**Exercise description**
The answer must be an exact copy of all the data below.

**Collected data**
*** Begin section ***

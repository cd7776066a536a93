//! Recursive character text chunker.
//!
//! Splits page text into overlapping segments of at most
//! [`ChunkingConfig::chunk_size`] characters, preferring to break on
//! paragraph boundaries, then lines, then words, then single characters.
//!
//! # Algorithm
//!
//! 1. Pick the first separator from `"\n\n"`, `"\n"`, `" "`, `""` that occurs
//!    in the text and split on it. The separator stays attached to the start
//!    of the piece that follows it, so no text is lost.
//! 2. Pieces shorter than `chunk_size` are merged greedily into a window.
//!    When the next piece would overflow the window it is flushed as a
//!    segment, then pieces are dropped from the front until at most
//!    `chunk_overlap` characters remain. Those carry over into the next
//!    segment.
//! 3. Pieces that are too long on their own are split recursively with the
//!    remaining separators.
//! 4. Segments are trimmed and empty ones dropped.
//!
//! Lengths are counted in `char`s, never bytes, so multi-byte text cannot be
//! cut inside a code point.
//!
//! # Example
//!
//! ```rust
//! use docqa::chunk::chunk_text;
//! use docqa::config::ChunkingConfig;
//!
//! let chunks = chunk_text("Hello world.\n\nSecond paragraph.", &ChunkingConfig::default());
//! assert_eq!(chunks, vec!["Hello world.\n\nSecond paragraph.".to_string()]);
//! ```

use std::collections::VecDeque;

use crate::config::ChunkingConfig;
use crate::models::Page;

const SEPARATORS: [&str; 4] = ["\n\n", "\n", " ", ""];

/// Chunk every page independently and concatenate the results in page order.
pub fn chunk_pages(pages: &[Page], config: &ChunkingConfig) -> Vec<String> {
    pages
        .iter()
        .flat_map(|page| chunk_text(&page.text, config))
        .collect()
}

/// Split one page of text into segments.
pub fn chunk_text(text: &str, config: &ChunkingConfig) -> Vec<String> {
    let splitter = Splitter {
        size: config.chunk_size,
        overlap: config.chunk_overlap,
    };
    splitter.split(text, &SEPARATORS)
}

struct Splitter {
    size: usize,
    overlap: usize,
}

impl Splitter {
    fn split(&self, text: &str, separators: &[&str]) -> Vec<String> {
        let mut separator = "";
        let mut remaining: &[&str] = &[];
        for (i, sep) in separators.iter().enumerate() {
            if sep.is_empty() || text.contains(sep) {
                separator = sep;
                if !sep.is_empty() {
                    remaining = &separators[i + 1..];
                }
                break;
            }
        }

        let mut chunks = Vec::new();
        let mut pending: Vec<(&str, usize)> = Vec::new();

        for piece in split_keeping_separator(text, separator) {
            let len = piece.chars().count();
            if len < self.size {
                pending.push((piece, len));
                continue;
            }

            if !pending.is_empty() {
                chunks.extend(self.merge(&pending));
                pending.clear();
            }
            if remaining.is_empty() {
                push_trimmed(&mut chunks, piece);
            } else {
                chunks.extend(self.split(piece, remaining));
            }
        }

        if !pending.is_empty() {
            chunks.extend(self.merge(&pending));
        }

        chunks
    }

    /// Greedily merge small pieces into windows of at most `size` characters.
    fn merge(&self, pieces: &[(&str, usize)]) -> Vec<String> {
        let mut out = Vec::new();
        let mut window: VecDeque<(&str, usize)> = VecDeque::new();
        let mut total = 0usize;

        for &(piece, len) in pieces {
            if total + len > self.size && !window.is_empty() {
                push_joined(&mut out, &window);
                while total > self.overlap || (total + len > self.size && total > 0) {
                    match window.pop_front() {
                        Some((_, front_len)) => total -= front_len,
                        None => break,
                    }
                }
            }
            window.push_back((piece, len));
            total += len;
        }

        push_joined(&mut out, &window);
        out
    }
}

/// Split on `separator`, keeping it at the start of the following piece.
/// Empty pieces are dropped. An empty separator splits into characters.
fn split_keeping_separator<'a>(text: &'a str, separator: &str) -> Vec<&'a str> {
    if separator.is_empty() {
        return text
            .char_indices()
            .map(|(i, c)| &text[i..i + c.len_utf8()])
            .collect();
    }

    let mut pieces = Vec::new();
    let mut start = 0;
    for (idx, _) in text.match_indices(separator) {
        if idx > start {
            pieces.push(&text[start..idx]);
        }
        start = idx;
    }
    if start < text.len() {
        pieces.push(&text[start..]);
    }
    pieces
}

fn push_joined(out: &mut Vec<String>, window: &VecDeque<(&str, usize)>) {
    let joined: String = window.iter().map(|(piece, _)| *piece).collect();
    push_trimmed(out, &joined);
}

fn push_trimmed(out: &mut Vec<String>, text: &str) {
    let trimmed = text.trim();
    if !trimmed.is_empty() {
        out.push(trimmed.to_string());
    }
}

*** End section ***

**Response area**
repository cd7776066a536a93
//! Recursive character text chunker.
//!
//! Splits page text into overlapping segments of at most
//! [`ChunkingConfig::chunk_size`] characters, preferring to break on
//! paragraph boundaries, then lines, then words, then single characters.
//!
//! # Algorithm
//!
//! 1. Pick the first separator from `"\n\n"`, `"\n"`, `" "`, `""` that occurs
//!    in the text and split on it. The separator stays attached to the start
//!    of the piece that follows it, so no text is lost.
//! 2. Pieces shorter than `chunk_size` are merged greedily into a window.
//!    When the next piece would overflow the window it is flushed as a
//!    segment, then pieces are dropped from the front until at most
//!    `chunk_overlap` characters remain. Those carry over into the next
//!    segment.
//! 3. Pieces that are too long on their own are split recursively with the
//!    remaining separators.
//! 4. Segments are trimmed and empty ones dropped.
//!
//! Lengths are counted in `char`s, never bytes, so multi-byte text cannot be
//! cut inside a code point.
//!
//! # Example
//!
//! ```rust
//! use docqa::chunk::chunk_text;
//! use docqa::config::ChunkingConfig;
//!
//! let chunks = chunk_text("Hello world.\n\nSecond paragraph.", &ChunkingConfig::default());
//! assert_eq!(chunks, vec!["Hello world.\n\nSecond paragraph.".to_string()]);
//! ```

use std::collections::VecDeque;

use crate::config::ChunkingConfig;
use crate::models::Page;

const SEPARATORS: [&str; 4] = ["\n\n", "\n", " ", ""];

/// Chunk every page independently and concatenate the results in page order.
pub fn chunk_pages(pages: &[Page], config: &ChunkingConfig) -> Vec<String> {
    pages
        .iter()
        .flat_map(|page| chunk_text(&page.text, config))
        .collect()
}

/// Split one page of text into segments.
pub fn chunk_text(text: &str, config: &ChunkingConfig) -> Vec<String> {
    let splitter = Splitter {
        size: config.chunk_size,
        overlap: config.chunk_overlap,
    };
    splitter.split(text, &SEPARATORS)
}

struct Splitter {
    size: usize,
    overlap: usize,
}

impl Splitter {
    fn split(&self, text: &str, separators: &[&str]) -> Vec<String> {
        let mut separator = "";
        let mut remaining: &[&str] = &[];
        for (i, sep) in separators.iter().enumerate() {
            if sep.is_empty() || text.contains(sep) {
                separator = sep;
                if !sep.is_empty() {
                    remaining = &separators[i + 1..];
                }
                break;
            }
        }

        let mut chunks = Vec::new();
        let mut pending: Vec<(&str, usize)> = Vec::new();

        for piece in split_keeping_separator(text, separator) {
            let len = piece.chars().count();
            if len < self.size {
                pending.push((piece, len));
                continue;
            }

            if !pending.is_empty() {
                chunks.extend(self.merge(&pending));
                pending.clear();
            }
            if remaining.is_empty() {
                push_trimmed(&mut chunks, piece);
            } else {
                chunks.extend(self.split(piece, remaining));
            }
        }

        if !pending.is_empty() {
            chunks.extend(self.merge(&pending));
        }

        chunks
    }

    /// Greedily merge small pieces into windows of at most `size` characters.
    fn merge(&self, pieces: &[(&str, usize)]) -> Vec<String> {
        let mut out = Vec::new();
        let mut window: VecDeque<(&str, usize)> = VecDeque::new();
        let mut total = 0usize;

        for &(piece, len) in pieces {
            if total + len > self.size && !window.is_empty() {
                push_joined(&mut out, &window);
                while total > self.overlap || (total + len > self.size && total > 0) {
                    match window.pop_front() {
                        Some((_, front_len)) => total -= front_len,
                        None => break,
                    }
                }
            }
            window.push_back((piece, len));
            total += len;
        }

        push_joined(&mut out, &window);
        out
    }
}

/// Split on `separator`, keeping it at the start of the following piece.
/// Empty pieces are dropped. An empty separator splits into characters.
fn split_keeping_separator<'a>(text: &'a str, separator: &str) -> Vec<&'a str> {
    if separator.is_empty() {
        return text
            .char_indices()
            .map(|(i, c)| &text[i..i + c.len_utf8()])
            .collect();
    }

    let mut pieces = Vec::new();
    let mut start = 0;
    for (idx, _) in text.match_indices(separator) {
        if idx > start {
            pieces.push(&text[start..idx]);
        }
        start = idx;
    }
    if start < text.len() {
        pieces.push(&text[start..]);
    }
    pieces
}

fn push_joined(out: &mut Vec<String>, window: &VecDeque<(&str, usize)>) {
    let joined: String = window.iter().map(|(piece, _)| *piece).collect();
    push_trimmed(out, &joined);
}

fn push_trimmed(out: &mut Vec<String>, text: &str) {
    let trimmed = text.trim();
    if !trimmed.is_empty() {
        out.push(trimmed.to_string());
    }
}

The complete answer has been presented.